"The Tsuranga Condundrum" is the fifth episode of the eleventh series of Doctor Who, and was first broadcast November 4, 2018 It was written by showrunner Chris Chibnall, and starred Jodie Whittaker as The Doctor.
The story is introduced by having the Doctor and her three companions searching for something on a junkyard planet, when they accidentally detonate a sonic mine, and find themselves waking up on a hospital spaceship that...just happened to be passing by them at that exact moment? That part is never explained, but we soon find ourselves in another mystery: the hospital ship, which carries only two crew and four other passengers (a pregnant man, a general who is ill with "Cotton Fever", and the general's brother and clone), has felt an impact while going through an uncharted region of space...and before we know it, the Doctor, still injured from the explosion, has to solve the mystery and get everyone on the ship to safety.

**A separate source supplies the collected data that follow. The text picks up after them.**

fn binary_text(format: Option<&str>, bytes: &[u8]) -> Option<String> {
    match format {
        Some("x") => Some(to_hex(bytes, false)),
        Some("X") => Some(to_hex(bytes, true)),
        Some("ipv4-addr") => <[u8; 4]>::try_from(bytes).ok().map(|a| Ipv4Addr::from(a).to_string()),
        Some("ipv6-addr") => <[u8; 16]>::try_from(bytes).ok().map(|a| Ipv6Addr::from(a).to_string()),
        Some("eui") => Some(
            bytes
                .iter()
                .map(|b| format!("{b:02x}"))
                .collect::<Vec<_>>()
                .join(":"),
        ),
        _ => Some(URL_SAFE_NO_PAD.encode(bytes)),
    }
}

fn binary_bytes(format: Option<&str>, text: &str) -> Result<Vec<u8>, String> {
    match format {
        Some("x") | Some("X") => from_hex(text).ok_or_else(|| "invalid hex text".to_string()),
        Some("ipv4-addr") => text
            .parse::<Ipv4Addr>()
            .map(|a| a.octets().to_vec())
            .map_err(|e| e.to_string()),
        Some("ipv6-addr") => text
            .parse::<Ipv6Addr>()
            .map(|a| a.octets().to_vec())
            .map_err(|e| e.to_string()),
        Some("eui") => text
            .split([':', '-'])
            .map(|part| {
                if part.len() == 2 {
                    u8::from_str_radix(part, 16).map_err(|e| e.to_string())
                } else {
                    Err(format!("invalid EUI octet \"{part}\""))
                }
            })
            .collect(),
        _ => URL_SAFE_NO_PAD
            .decode(text.trim_end_matches('='))
            .map_err(|e| e.to_string()),
    }
}

fn ip_net_format(opts: &TypeOptions) -> Option<usize> {
    match opts.format.as_deref() {
        Some("ipv4-net") => Some(4),
        Some("ipv6-net") => Some(16),
        _ => None,
    }
}

struct Encoder<'r> {
    reg: &'r TypeRegistry,
    style: Style,
    path: Vec<PathSegment>,
}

And, of course, someone has to deliver a baby.
Like much of Doctor Who under Chibnall and Whittaker, I am happily surprised at how "no frills" Doctor Who is. Doctor Who is both a conceptual science-fiction show, and an adventure show with standard plots. This episode was a "base under siege" story on a spaceship, and both in terms of design, and plot, it looks a lot like such classic stories as 1975's "Ark in Space", much more than it looks like a more conceptually intricate take on the same concept, 2011's The God Complex. The story does contain some conceptual threads: the climax of the episode involves a death and a birth, simultaneously, and along with the Doctor's statement that "every living thing wants something", the episode seems to be tied together by the idea of the "circle of life", which might seem like a trite idea, but the episode executes it well. Also, along with its examination of family relationships, it seems that it might be developing something of a series arc idea.
So far, every episode of Doctor Who has been a pretty well-executed take on familiar Doctor Who concepts, something that seems to be a good start to the series. I do believe that the series will start building to something more complicated, but for now, I am just as happy that Chibnall is dishing up classic Doctor Who.